**Your instructions:** Copy out all of the data below exactly, so that no word differs from the original.

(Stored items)
########
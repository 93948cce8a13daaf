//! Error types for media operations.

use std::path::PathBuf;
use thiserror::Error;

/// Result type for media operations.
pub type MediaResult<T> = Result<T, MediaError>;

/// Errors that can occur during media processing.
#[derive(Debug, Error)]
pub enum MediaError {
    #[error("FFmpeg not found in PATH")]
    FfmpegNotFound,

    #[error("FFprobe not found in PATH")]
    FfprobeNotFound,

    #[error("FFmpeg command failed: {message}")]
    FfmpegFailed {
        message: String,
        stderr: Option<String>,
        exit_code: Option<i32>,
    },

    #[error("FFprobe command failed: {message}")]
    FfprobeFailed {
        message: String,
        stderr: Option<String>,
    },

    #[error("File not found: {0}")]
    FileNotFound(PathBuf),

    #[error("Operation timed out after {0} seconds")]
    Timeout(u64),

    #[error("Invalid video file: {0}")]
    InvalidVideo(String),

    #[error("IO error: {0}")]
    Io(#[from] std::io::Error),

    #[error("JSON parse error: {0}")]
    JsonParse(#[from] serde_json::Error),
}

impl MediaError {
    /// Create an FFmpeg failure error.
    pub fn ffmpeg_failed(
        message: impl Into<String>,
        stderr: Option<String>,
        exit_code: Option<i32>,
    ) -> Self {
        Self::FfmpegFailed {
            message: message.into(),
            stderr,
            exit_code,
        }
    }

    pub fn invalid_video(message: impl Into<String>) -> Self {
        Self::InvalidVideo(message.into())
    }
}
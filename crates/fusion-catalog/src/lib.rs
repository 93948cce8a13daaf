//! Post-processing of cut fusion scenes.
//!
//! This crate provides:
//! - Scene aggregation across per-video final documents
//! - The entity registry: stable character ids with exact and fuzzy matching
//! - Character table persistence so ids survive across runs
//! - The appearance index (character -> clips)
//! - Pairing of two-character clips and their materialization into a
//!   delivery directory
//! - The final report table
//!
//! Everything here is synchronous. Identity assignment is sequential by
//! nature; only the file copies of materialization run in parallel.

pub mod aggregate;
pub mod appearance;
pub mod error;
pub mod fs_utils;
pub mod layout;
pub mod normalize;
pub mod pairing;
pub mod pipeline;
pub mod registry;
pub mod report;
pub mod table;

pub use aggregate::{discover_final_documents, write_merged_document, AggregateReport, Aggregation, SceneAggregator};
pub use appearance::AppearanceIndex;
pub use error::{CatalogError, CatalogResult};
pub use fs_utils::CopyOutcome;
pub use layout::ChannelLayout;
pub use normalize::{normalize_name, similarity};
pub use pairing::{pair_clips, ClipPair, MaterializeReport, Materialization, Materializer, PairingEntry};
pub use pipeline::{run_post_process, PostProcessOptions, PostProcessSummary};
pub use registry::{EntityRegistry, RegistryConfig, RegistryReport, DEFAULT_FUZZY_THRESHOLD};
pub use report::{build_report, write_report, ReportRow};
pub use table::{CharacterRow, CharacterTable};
########
**Answer for the task:**
repository 93948cce8a13daaf
//! Error types for media operations.

use std::path::PathBuf;
use thiserror::Error;

/// Result type for media operations.
pub type MediaResult<T> = Result<T, MediaError>;

/// Errors that can occur during media processing.
#[derive(Debug, Error)]
pub enum MediaError {
    #[error("FFmpeg not found in PATH")]
    FfmpegNotFound,

    #[error("FFprobe not found in PATH")]
    FfprobeNotFound,

    #[error("FFmpeg command failed: {message}")]
    FfmpegFailed {
        message: String,
        stderr: Option<String>,
        exit_code: Option<i32>,
    },

    #[error("FFprobe command failed: {message}")]
    FfprobeFailed {
        message: String,
        stderr: Option<String>,
    },

    #[error("File not found: {0}")]
    FileNotFound(PathBuf),

    #[error("Operation timed out after {0} seconds")]
    Timeout(u64),

    #[error("Invalid video file: {0}")]
    InvalidVideo(String),

    #[error("IO error: {0}")]
    Io(#[from] std::io::Error),

    #[error("JSON parse error: {0}")]
    JsonParse(#[from] serde_json::Error),
}

impl MediaError {
    /// Create an FFmpeg failure error.
    pub fn ffmpeg_failed(
        message: impl Into<String>,
        stderr: Option<String>,
        exit_code: Option<i32>,
    ) -> Self {
        Self::FfmpegFailed {
            message: message.into(),
            stderr,
            exit_code,
        }
    }

    pub fn invalid_video(message: impl Into<String>) -> Self {
        Self::InvalidVideo(message.into())
    }
}
filename crates/fusion-catalog/src/lib.rs
repository 93948cce8a13daaf
//! Post-processing of cut fusion scenes.
//!
//! This crate provides:
//! - Scene aggregation across per-video final documents
//! - The entity registry: stable character ids with exact and fuzzy matching
//! - Character table persistence so ids survive across runs
//! - The appearance index (character -> clips)
//! - Pairing of two-character clips and their materialization into a
//!   delivery directory
//! - The final report table
//!
//! Everything here is synchronous. Identity assignment is sequential by
//! nature; only the file copies of materialization run in parallel.

pub mod aggregate;
pub mod appearance;
pub mod error;
pub mod fs_utils;
pub mod layout;
pub mod normalize;
pub mod pairing;
pub mod pipeline;
pub mod registry;
pub mod report;
pub mod table;

pub use aggregate::{discover_final_documents, write_merged_document, AggregateReport, Aggregation, SceneAggregator};
pub use appearance::AppearanceIndex;
pub use error::{CatalogError, CatalogResult};
pub use fs_utils::CopyOutcome;
pub use layout::ChannelLayout;
pub use normalize::{normalize_name, similarity};
pub use pairing::{pair_clips, ClipPair, MaterializeReport, Materialization, Materializer, PairingEntry};
pub use pipeline::{run_post_process, PostProcessOptions, PostProcessSummary};
pub use registry::{EntityRegistry, RegistryConfig, RegistryReport, DEFAULT_FUZZY_THRESHOLD};
pub use report::{build_report, write_report, ReportRow};
pub use table::{CharacterRow, CharacterTable};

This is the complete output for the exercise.